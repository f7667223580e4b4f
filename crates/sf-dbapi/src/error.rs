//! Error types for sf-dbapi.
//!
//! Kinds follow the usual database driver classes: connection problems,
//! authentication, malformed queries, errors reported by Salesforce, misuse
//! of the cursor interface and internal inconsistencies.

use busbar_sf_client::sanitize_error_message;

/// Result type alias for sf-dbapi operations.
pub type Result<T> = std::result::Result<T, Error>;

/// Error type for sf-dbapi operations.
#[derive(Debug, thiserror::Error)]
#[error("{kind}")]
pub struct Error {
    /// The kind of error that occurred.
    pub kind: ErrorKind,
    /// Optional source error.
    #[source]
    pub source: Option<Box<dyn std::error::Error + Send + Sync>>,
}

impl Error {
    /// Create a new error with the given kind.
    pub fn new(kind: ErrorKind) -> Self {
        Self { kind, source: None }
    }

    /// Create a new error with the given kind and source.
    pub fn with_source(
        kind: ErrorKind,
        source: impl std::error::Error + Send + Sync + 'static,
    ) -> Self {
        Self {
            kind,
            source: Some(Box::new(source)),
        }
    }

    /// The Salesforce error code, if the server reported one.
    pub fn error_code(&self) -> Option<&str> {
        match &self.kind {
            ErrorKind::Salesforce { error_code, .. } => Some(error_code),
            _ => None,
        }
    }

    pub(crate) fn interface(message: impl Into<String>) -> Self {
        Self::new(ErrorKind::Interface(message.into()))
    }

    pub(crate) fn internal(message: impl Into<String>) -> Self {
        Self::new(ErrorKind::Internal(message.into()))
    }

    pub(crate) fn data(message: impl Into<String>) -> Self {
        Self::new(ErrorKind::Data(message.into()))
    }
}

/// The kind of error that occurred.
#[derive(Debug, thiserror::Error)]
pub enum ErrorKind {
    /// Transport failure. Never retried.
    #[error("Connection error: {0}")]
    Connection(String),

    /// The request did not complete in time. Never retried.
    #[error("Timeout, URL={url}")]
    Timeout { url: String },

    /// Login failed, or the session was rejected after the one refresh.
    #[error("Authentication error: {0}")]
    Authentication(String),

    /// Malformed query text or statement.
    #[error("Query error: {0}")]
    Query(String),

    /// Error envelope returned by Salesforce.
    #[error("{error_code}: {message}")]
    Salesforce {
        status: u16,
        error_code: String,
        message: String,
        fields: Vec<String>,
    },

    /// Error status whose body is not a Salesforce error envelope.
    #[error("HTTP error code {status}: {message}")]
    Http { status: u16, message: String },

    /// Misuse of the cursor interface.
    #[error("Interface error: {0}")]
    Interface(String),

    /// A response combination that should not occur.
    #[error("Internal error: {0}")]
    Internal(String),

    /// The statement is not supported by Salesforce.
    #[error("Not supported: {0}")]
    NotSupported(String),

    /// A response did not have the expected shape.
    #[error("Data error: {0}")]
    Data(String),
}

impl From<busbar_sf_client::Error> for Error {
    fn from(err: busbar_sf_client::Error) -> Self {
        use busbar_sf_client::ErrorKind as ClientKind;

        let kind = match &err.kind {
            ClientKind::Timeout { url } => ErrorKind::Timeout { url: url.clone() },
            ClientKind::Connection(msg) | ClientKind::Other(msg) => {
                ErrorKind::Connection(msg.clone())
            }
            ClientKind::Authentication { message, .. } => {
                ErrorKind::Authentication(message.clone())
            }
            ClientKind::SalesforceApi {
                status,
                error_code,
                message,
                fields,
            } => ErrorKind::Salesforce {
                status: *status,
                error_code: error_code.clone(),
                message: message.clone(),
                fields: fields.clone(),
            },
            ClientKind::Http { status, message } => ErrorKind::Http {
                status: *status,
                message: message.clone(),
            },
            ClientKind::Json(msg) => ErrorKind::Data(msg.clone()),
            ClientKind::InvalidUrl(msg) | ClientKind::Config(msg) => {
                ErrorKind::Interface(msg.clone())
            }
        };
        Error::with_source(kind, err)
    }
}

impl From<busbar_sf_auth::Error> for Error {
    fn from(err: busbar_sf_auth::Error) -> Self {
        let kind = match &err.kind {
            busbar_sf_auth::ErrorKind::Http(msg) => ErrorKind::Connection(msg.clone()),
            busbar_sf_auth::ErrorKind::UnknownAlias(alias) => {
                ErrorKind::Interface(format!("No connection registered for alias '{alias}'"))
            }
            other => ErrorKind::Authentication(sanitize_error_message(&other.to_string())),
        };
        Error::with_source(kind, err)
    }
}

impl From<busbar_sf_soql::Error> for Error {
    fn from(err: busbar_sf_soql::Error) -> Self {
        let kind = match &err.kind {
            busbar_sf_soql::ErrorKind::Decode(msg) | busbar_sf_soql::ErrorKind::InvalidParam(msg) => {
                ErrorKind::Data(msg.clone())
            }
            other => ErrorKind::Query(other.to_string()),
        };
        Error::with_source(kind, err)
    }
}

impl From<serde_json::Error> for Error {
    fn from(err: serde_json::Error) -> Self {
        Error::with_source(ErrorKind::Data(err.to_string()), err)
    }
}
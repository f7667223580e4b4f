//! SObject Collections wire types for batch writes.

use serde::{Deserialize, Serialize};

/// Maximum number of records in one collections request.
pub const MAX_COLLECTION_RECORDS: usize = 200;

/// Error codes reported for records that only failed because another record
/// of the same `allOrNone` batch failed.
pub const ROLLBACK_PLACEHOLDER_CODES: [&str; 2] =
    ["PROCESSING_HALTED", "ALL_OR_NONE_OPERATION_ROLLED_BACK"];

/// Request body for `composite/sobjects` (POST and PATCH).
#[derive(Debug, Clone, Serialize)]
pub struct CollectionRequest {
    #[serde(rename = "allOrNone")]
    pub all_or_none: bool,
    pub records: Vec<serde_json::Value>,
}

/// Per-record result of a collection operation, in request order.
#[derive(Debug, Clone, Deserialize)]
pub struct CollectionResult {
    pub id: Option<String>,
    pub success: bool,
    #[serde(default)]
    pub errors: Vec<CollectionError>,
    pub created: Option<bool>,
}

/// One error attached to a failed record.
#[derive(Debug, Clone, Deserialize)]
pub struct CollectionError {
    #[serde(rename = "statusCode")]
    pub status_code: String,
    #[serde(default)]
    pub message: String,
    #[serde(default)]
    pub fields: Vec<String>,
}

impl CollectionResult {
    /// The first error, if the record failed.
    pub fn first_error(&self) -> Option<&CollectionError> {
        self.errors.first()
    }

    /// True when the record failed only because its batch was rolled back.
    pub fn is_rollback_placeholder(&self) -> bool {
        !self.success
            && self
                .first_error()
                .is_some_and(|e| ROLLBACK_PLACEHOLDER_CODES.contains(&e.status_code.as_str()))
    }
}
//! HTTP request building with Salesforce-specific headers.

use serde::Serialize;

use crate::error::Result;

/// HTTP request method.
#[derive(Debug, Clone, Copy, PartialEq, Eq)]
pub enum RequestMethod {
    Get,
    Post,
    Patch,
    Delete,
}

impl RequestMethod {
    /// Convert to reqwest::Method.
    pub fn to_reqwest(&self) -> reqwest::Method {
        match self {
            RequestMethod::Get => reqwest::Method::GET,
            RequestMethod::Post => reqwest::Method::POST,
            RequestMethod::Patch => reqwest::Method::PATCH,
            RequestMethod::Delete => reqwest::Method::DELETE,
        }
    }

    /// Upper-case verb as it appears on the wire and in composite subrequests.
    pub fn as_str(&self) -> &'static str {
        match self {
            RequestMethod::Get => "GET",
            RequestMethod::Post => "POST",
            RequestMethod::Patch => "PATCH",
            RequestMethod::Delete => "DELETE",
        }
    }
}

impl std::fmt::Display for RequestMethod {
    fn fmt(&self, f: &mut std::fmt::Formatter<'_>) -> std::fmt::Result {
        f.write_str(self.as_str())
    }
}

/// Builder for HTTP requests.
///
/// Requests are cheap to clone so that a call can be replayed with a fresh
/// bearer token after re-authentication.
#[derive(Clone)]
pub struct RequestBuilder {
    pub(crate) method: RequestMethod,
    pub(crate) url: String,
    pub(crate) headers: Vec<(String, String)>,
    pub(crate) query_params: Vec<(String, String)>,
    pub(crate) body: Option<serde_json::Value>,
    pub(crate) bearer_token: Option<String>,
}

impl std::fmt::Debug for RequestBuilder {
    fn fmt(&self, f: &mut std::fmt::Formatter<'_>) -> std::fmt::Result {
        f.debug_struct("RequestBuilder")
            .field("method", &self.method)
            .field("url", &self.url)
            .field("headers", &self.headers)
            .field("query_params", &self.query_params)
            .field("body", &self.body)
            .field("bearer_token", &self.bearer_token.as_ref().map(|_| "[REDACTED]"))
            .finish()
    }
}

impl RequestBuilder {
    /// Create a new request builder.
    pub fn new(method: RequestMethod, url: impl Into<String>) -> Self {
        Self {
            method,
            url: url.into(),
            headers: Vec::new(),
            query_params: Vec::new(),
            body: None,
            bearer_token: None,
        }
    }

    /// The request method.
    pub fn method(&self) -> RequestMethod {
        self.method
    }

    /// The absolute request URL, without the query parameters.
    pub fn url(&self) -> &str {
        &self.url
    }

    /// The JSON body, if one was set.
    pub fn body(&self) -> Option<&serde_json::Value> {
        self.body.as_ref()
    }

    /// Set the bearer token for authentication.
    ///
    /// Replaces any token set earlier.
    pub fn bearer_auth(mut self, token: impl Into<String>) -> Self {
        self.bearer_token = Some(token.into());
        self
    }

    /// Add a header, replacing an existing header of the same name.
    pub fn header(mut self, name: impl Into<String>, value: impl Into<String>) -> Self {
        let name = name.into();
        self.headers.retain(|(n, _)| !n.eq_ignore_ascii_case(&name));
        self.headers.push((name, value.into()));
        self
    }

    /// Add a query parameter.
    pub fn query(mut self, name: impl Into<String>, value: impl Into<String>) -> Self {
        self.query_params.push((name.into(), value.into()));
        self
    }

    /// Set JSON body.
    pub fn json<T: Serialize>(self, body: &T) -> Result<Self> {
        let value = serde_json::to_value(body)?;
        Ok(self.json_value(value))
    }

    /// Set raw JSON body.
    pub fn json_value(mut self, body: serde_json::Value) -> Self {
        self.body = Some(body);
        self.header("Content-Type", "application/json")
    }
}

● WORK INSTRUCTION: Whenever a line above includes "same", copy it in full.

● WRITTEN ANSWER:
/// of the same `allOrNone` batch failed.
    /// Add a header, replacing an existing header of the same name.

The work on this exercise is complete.